Homeopathic Mother Tinctures are all designated by the Greek letter theta (@). The strict homeopath insists upon the elaborate rules of Hahnemann, as instanced in the "American Homeopathic Pharmacopoeia," by which the expressed juice of the fresh plant is combined with alcohol wherever possible, although some of these tinctures are prepared by maceration similarly to our own official tinctures and commonly in the same or greater relative proportions of plant to alcohol, so that these homeopathic green plant mother tinctures are very active preparations. The weakest of them represent one part in eleven, belladonna being the principal one of this strength. A large number of poisonous substances, such as aconite, are one part in seven. Care must be taken to employ them in smaller doses than the U. S. P. tinctures. Many less active ones are made in greater concentration. A few, as instanced especially by ipecac and nux vomica, are not made from the green plant.

The homoeopathic profession in the United States is divided in sentiment over a good many matters pertaining to their own school, and a large number insist upon employing their own tinctures more or less for their physiologic actions. This has resulted in the "Homeopathic Pharmacopoeia of the United States." In this work the amount of moisture in the green plant is always estimated, and the tinctures are all made as representing one part in ten of the dried herb. The green plant and pure alcohol are used and the proportions of plant and alcohol vary, since some plants are more succulent than are others. The finished product, it is readily seen, is identical in drug value to our own tinctures, only made from the recent plant in nearly every instance. A high-class homoeopathic pharmacist is almost fanatical in his care in making mother tinctures; consequently, these tinctures are really of the very highest order of excellence and must be given in even smaller doses than our own one-in-ten tinctures because of their high physiologic activity due to using the green plant, most thorough exhaustion of the drug, and the employment of full strength alcohol in tincturing.
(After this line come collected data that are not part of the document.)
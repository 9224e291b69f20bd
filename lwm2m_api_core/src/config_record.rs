// SPDX-FileCopyrightText: © 2023 Technical University of Munich, Chair of Connected Mobility
// SPDX-License-Identifier: MIT

/// A persisted resource value: the path it belongs to and the raw bytes written by the engine.
#[derive(Debug, Clone, Copy, PartialEq, Eq)]
pub struct ConfigRecord<'a> {
    pub path: crate::object_path::ResourcePath,
    pub data: &'a [u8],
}

impl<C> minicbor::Encode<C> for ConfigRecord<'_> {
    fn encode<W: minicbor::encode::Write>(&self, e: &mut minicbor::Encoder<W>, ctx: &mut C) -> Result<(), minicbor::encode::Error<W::Error>> {
        e.array(2)?;
        minicbor::Encode::encode(&self.path, e, ctx)?;
        e.bytes(self.data)?;
        Ok(())
    }
}

impl<'b, C> minicbor::Decode<'b, C> for ConfigRecord<'b> {
    fn decode(d: &mut minicbor::Decoder<'b>, ctx: &mut C) -> Result<Self, minicbor::decode::Error> {
        if d.array()? != Some(2) {
            return Err(minicbor::decode::Error::message("config record must have two elements"));
        }
        let path: crate::object_path::ResourcePath = minicbor::Decode::decode(d, ctx)?;
        let data = d.bytes()?;
        Ok(Self { path, data })
    }
}

#[cfg(test)]
mod test {
    #[test]
    fn record_keeps_path_and_bytes() {
        let mut buffer = [0_u8; 64];
        let data = 150_u32.to_le_bytes();
        let record = super::ConfigRecord {
            path: crate::object_path::ResourcePath::new(3435, 0, 6051),
            data: &data,
        };

        minicbor::encode(record, &mut buffer[..]).unwrap();
        let decoded: super::ConfigRecord = minicbor::decode(&buffer[..]).unwrap();

        assert_eq!(decoded.path, record.path);
        assert_eq!(decoded.data, &data[..]);
    }
}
These latter one-in-ten tinctures are the strength always considered in this work when homoeopathic mother tinctures are spoken of in the Materia Medica section. Homoeopaths have a penchant for using highly poisonous substances, in dilutions of course, and the tinctures from which these dilutions are made are highly toxic. Some of them are not familiar to the regular school, such as Agaricus muscarius, .Ethusa, Ailanthus, etc. It is wise to try no experiments with these comparatively unknown substances, and the doses given in this book should not often be exceeded, so far as concerns these toxic agents.